Berdasarkan Permenag No. 1/2018, keterlibatan masyarakat dilakukan dalam beberapa tahapan,
di antaranya:
Pada tahapan persiapan, masyarakat akan terlibat secara pasif dengan dilakukannya
pemberitaan mengenai informasi penyusunan RTRW, di antaranya dengan dilakukannya
pertemuan terbuka dengan masyarakat/kelompok masyarakat;
Pada tahapan pengumpulan data dan informasi, masyarakat dan pelaku usaha akan
diperkenankan untuk memberikan aspirasinya melalui angket, forum diskusi public,
wawancara, kotak aduan, dan metode lainnya.

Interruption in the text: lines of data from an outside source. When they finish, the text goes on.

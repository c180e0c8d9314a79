//! Handler registry
//!
//! Built eagerly at startup and finalized before the first dispatch; the
//! registry is owned by the mediator instance, never process-global, so
//! tests can wire independent registries side by side. Lookup is O(1) by
//! type identity.

use std::any::TypeId;
use std::collections::HashMap;
use std::sync::Arc;

use cv_domain::{CvResult, Event, MediatorError, Message, Request};

use crate::handler::{EventHandler, RequestHandler};
use crate::mediator::Mediator;
use crate::pipeline::{catch_handler_panics, Behavior, BehaviorResponse, TerminalHandler};

pub(crate) struct RequestPipeline {
    pub(crate) behaviors: Vec<Arc<dyn Behavior>>,
    pub(crate) terminal: Box<TerminalHandler>,
}

pub(crate) struct EventPipelineEntry {
    pub(crate) handler_name: &'static str,
    pub(crate) behaviors: Vec<Arc<dyn Behavior>>,
    pub(crate) terminal: Box<TerminalHandler>,
}

/// Builder collecting handlers and behaviors ahead of the first dispatch.
///
/// Behaviors apply in registration order, outermost first; global behaviors
/// wrap before per-message-type ones. Registering two handlers for the same
/// request type is a configuration error surfaced by `build`.
#[derive(Default)]
pub struct RegistryBuilder {
    global_behaviors: Vec<Arc<dyn Behavior>>,
    scoped_behaviors: HashMap<TypeId, Vec<Arc<dyn Behavior>>>,
    request_terminals: HashMap<TypeId, Box<TerminalHandler>>,
    event_terminals: HashMap<TypeId, Vec<(&'static str, Box<TerminalHandler>)>>,
    duplicate_requests: Vec<&'static str>,
}

impl RegistryBuilder {
    pub fn new() -> Self {
        Self::default()
    }

    /// Register the single handler for a request type.
    pub fn register_request_handler<R, H>(mut self, handler: H) -> Self
    where
        R: Request + Clone,
        H: RequestHandler<R>,
    {
        let type_id = TypeId::of::<R>();
        if self.request_terminals.contains_key(&type_id) {
            self.duplicate_requests.push(R::name());
            return self;
        }
        self.request_terminals
            .insert(type_id, request_terminal::<R, H>(Arc::new(handler)));
        self
    }

    /// Register one of possibly many handlers for an event type. Invocation
    /// order at publish is this registration order.
    pub fn register_event_handler<E, H>(mut self, handler: H) -> Self
    where
        E: Event,
        H: EventHandler<E>,
    {
        let handler = Arc::new(handler);
        let handler_name = handler.name();
        self.event_terminals
            .entry(TypeId::of::<E>())
            .or_default()
            .push((handler_name, event_terminal::<E, H>(handler)));
        self
    }

    /// Register a behavior wrapping every dispatch.
    pub fn register_behavior(mut self, behavior: impl Behavior) -> Self {
        self.global_behaviors.push(Arc::new(behavior));
        self
    }

    /// Register a behavior wrapping dispatches of one message type only.
    pub fn register_behavior_for<M: Message>(mut self, behavior: impl Behavior) -> Self {
        self.scoped_behaviors
            .entry(TypeId::of::<M>())
            .or_default()
            .push(Arc::new(behavior));
        self
    }

    /// Finalize the registry. No mutation is supported afterwards.
    pub fn build(mut self) -> CvResult<Mediator> {
        if !self.duplicate_requests.is_empty() {
            return Err(MediatorError::configuration(format!(
                "multiple handlers registered for request type(s): {}",
                self.duplicate_requests.join(", ")
            )));
        }

        let mut requests = HashMap::with_capacity(self.request_terminals.len());
        for (type_id, terminal) in self.request_terminals {
            requests.insert(
                type_id,
                RequestPipeline {
                    behaviors: chain_for(
                        &self.global_behaviors,
                        self.scoped_behaviors.get(&type_id),
                    ),
                    terminal,
                },
            );
        }

        let mut events = HashMap::with_capacity(self.event_terminals.len());
        for (type_id, terminals) in self.event_terminals {
            let scoped = self.scoped_behaviors.remove(&type_id);
            let entries = terminals
                .into_iter()
                .map(|(handler_name, terminal)| EventPipelineEntry {
                    handler_name,
                    behaviors: chain_for(&self.global_behaviors, scoped.as_ref()),
                    terminal,
                })
                .collect();
            events.insert(type_id, entries);
        }

        Ok(Mediator::from_parts(requests, events))
    }
}

fn chain_for(
    global: &[Arc<dyn Behavior>],
    scoped: Option<&Vec<Arc<dyn Behavior>>>,
) -> Vec<Arc<dyn Behavior>> {
    let mut chain = Vec::with_capacity(global.len() + scoped.map(|s| s.len()).unwrap_or(0));
    chain.extend(global.iter().cloned());
    if let Some(scoped) = scoped {
        chain.extend(scoped.iter().cloned());
    }
    chain
}

fn request_terminal<R, H>(handler: Arc<H>) -> Box<TerminalHandler>
where
    R: Request + Clone,
    H: RequestHandler<R>,
{
    Box::new(move |message| {
        let request = message.downcast_ref::<R>().cloned();
        let ctx = message.ctx.clone();
        let handler = Arc::clone(&handler);
        Box::pin(async move {
            let Some(request) = request else {
                return Err(MediatorError::fatal(format!(
                    "payload type mismatch dispatching {}",
                    R::name()
                )));
            };
            catch_handler_panics(async move {
                handler
                    .handle(request, &ctx)
                    .await
                    .map(|response| Box::new(response) as BehaviorResponse)
            })
            .await
        })
    })
}

fn event_terminal<E, H>(handler: Arc<H>) -> Box<TerminalHandler>
where
    E: Event,
    H: EventHandler<E>,
{
    Box::new(move |message| {
        let event = message.downcast_ref::<E>().cloned();
        let ctx = message.ctx.clone();
        let handler = Arc::clone(&handler);
        Box::pin(async move {
            let Some(event) = event else {
                return Err(MediatorError::fatal(format!(
                    "payload type mismatch dispatching {}",
                    E::name()
                )));
            };
            catch_handler_panics(async move {
                handler
                    .handle(event, &ctx)
                    .await
                    .map(|()| Box::new(()) as BehaviorResponse)
            })
            .await
        })
    })
}
//! Flow definition AST
//!
//! Nodes carry in-process closures over the state type; only their ordinals
//! are ever persisted. Each composite node exposes its child sequences as
//! numbered groups, which is what makes a `Position` path resolvable without
//! re-evaluating predicates on resume.

use std::sync::Arc;

use cv_domain::{CvResult, MediatorError};
use cv_mediator::behaviors::RetryPolicy;
use futures::future::BoxFuture;

use crate::context::FlowContext;

/// Step body: exclusive state access for the duration of the step.
pub type StepFn<S> =
    Arc<dyn for<'a> Fn(&'a mut S, &'a FlowContext) -> BoxFuture<'a, CvResult<()>> + Send + Sync>;

/// State predicate.
pub type PredicateFn<S> = Arc<dyn Fn(&S) -> bool + Send + Sync>;

/// Switch selector producing a case key.
pub type SelectorFn<S> = Arc<dyn Fn(&S) -> String + Send + Sync>;

/// Sequence selector, snapshotted at loop entry.
pub type SequenceFn<S> = Arc<dyn Fn(&S) -> Vec<serde_json::Value> + Send + Sync>;

/// Loop item body. Runs without state access so items can run concurrently;
/// outcomes merge into state serially through [`MergeFn`].
pub type ItemFn = Arc<
    dyn Fn(serde_json::Value, FlowContext) -> BoxFuture<'static, CvResult<serde_json::Value>>
        + Send
        + Sync,
>;

/// Serial merge of one item outcome into state.
pub type MergeFn<S> =
    Arc<dyn Fn(&mut S, usize, CvResult<serde_json::Value>) + Send + Sync>;

/// Per-failure hook of a loop.
pub type ItemFailFn<S> = Arc<dyn Fn(&mut S, usize, &MediatorError) + Send + Sync>;

/// Loop completion hook.
pub type CompleteFn<S> = Arc<dyn Fn(&mut S) + Send + Sync>;

/// Merge of branch states after a parallel group joins.
pub type BranchMergeFn<S> = Arc<dyn Fn(&mut S, Vec<S>) + Send + Sync>;

/// Adoption of the winning branch state after a `WhenAny`.
pub type WinnerFn<S> = Arc<dyn Fn(&mut S, S, usize) + Send + Sync>;

/// Failure policy of a loop.
#[derive(Debug, Clone, Copy, PartialEq, Eq, Default)]
pub enum ForEachPolicy {
    /// Abort remaining items and fail the loop on the first failure.
    #[default]
    StopOnFirstFailure,
    /// Record failures (merge + hook) and keep iterating; the loop succeeds.
    ContinueOnFailure,
}

pub struct StepNode<S> {
    pub name: String,
    pub body: StepFn<S>,
    pub compensate: Option<StepFn<S>>,
    pub retry: Option<RetryPolicy>,
    pub timeout: Option<std::time::Duration>,
}

pub struct SendNode<S> {
    pub name: String,
    /// Build-dispatch-sink wrapper produced by the builder; failures land in
    /// state through the sink, the node itself advances.
    pub run: StepFn<S>,
    pub compensate: Option<StepFn<S>>,
}

pub struct IfNode<S> {
    pub name: String,
    /// Condition chain in declaration order; group ordinal = chain index.
    pub branches: Vec<(PredicateFn<S>, Vec<FlowNode<S>>)>,
    /// Group ordinal `branches.len()` when present.
    pub else_branch: Option<Vec<FlowNode<S>>>,
}

pub struct SwitchNode<S> {
    pub name: String,
    pub selector: SelectorFn<S>,
    /// Cases in declaration order; group ordinal = case index.
    pub cases: Vec<(String, Vec<FlowNode<S>>)>,
    /// Group ordinal `cases.len()` when present.
    pub default: Option<Vec<FlowNode<S>>>,
}

pub struct ForEachNode<S> {
    pub name: String,
    pub sequence: SequenceFn<S>,
    pub body: ItemFn,
    pub merge: MergeFn<S>,
    pub parallelism: usize,
    pub policy: ForEachPolicy,
    pub on_item_fail: Option<ItemFailFn<S>>,
    pub on_complete: Option<CompleteFn<S>>,
}

/// A named sub-sequence of a parallel group.
pub struct FlowBranch<S> {
    pub name: String,
    pub nodes: Vec<FlowNode<S>>,
}

pub struct WhenAllNode<S> {
    pub name: String,
    pub branches: Vec<FlowBranch<S>>,
    /// Applied on the engine's thread once every branch has succeeded, in
    /// branch order.
    pub merge: BranchMergeFn<S>,
}

pub struct WhenAnyNode<S> {
    pub name: String,
    pub branches: Vec<FlowBranch<S>>,
    pub adopt: WinnerFn<S>,
}

pub enum FlowNode<S> {
    Step(StepNode<S>),
    Send(SendNode<S>),
    If(IfNode<S>),
    Switch(SwitchNode<S>),
    ForEach(ForEachNode<S>),
    WhenAll(WhenAllNode<S>),
    WhenAny(WhenAnyNode<S>),
}

impl<S> FlowNode<S> {
    pub fn name(&self) -> &str {
        match self {
            FlowNode::Step(n) => &n.name,
            FlowNode::Send(n) => &n.name,
            FlowNode::If(n) => &n.name,
            FlowNode::Switch(n) => &n.name,
            FlowNode::ForEach(n) => &n.name,
            FlowNode::WhenAll(n) => &n.name,
            FlowNode::WhenAny(n) => &n.name,
        }
    }

    /// Child sequence for a group ordinal, where the node has any.
    pub fn group(&self, ordinal: usize) -> Option<&[FlowNode<S>]> {
        match self {
            FlowNode::If(n) => {
                if ordinal < n.branches.len() {
                    Some(&n.branches[ordinal].1)
                } else if ordinal == n.branches.len() {
                    n.else_branch.as_deref()
                } else {
                    None
                }
            }
            FlowNode::Switch(n) => {
                if ordinal < n.cases.len() {
                    Some(&n.cases[ordinal].1)
                } else if ordinal == n.cases.len() {
                    n.default.as_deref()
                } else {
                    None
                }
            }
            _ => None,
        }
    }

    /// Compensation body, for nodes that can carry one.
    pub fn compensation(&self) -> Option<&StepFn<S>> {
        match self {
            FlowNode::Step(n) => n.compensate.as_ref(),
            FlowNode::Send(n) => n.compensate.as_ref(),
            _ => None,
        }
    }
}

/// An immutable flow definition. Construction is pure; side effects happen
/// only at execution.
pub struct FlowDefinition<S> {
    pub name: String,
    pub nodes: Vec<FlowNode<S>>,
}

impl<S> FlowDefinition<S> {
    /// Resolve an ordinal path to its node.
    ///
    /// Paths alternate node ordinals and group ordinals: `[2, 1, 0]` is node
    /// 0 of group 1 of root node 2.
    pub fn resolve(&self, path: &[usize]) -> Option<&FlowNode<S>> {
        resolve_in(&self.nodes, path)
    }
}

fn resolve_in<'a, S>(nodes: &'a [FlowNode<S>], path: &[usize]) -> Option<&'a FlowNode<S>> {
    let (&idx, rest) = path.split_first()?;
    let node = nodes.get(idx)?;
    if rest.is_empty() {
        return Some(node);
    }
    let (&group, rest) = rest.split_first()?;
    resolve_in(node.group(group)?, rest)
}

Pada tahapan pengumpulan data dan informasi, masyarakat juga akan terlibat secara aktif
dalam bentuk:
o permintaan data dan informasi perorangan dan/atau kewilayahan yang
diketahui/dimiliki oleh masyarakat;
o permintaan masukan, aspirasi dan opini awal usulan rencana penataan ruang; dan
o penjaringan informasi terkait potensi dan masalah penataan ruang.
Pada tahapan penyusunan konsep RTRW, masyarakat akan terlibat secara aktif dalam dialog
yang dilakukan pada konsultasi publik, workshop, dan focus group discussion.
Pada tahapan penyusunan dan pembahasan rancangan peraturan daerah, dimana masyarakat
dapat mengajukan usulan, keberatan dan sanggahan terhadap naskah rancangan peraturan
daerah.
Rencana struktur ruang meliputi (i) sistem perkotaan untuk wilayah provinsi atau kabupaten dan
sistem pusat pelayanan untuk wilayah kota, dan (ii) sistem jaringan prasarana wilayah daerah
provinsi, daerah kabupaten atau kota. Rencana pola ruang meliputi (i) kawasan lindung; dan (ii)
kawasan budidaya.
Penetapan kawasan strategis merupakan penetapan bagian wilayah daerah provinsi, daerah
kabupaten atau kota yang penataan ruangnya diprioritaskan. Arahan pemanfaatan ruang
merupakan arahan pembangunan atau pengembangan wilayah daerah provinsi, daerah kabupaten
atau kota untuk mewujudkan struktur ruang dan pola ruang.
indikasi arahan peraturan zonasi untuk wilayah daerah provinsi dan ketentuan umum peraturan
zonasi untuk wilayah daerah kabupaten atau kota;
arahan perizinan untuk wilayah daerah provinsi dan ketentuan perizinan untuk wilayah daerah
kabupaten atau kota;
arahan insentif dan disinsentif untuk wilayah daerah provinsi dan ketentuan insentif dan
disinsentif untuk wilayah daerah kabupaten atau kota; dan
arahan sanksi untuk wilayah daerah provinsi, daerah kabupaten atau kota.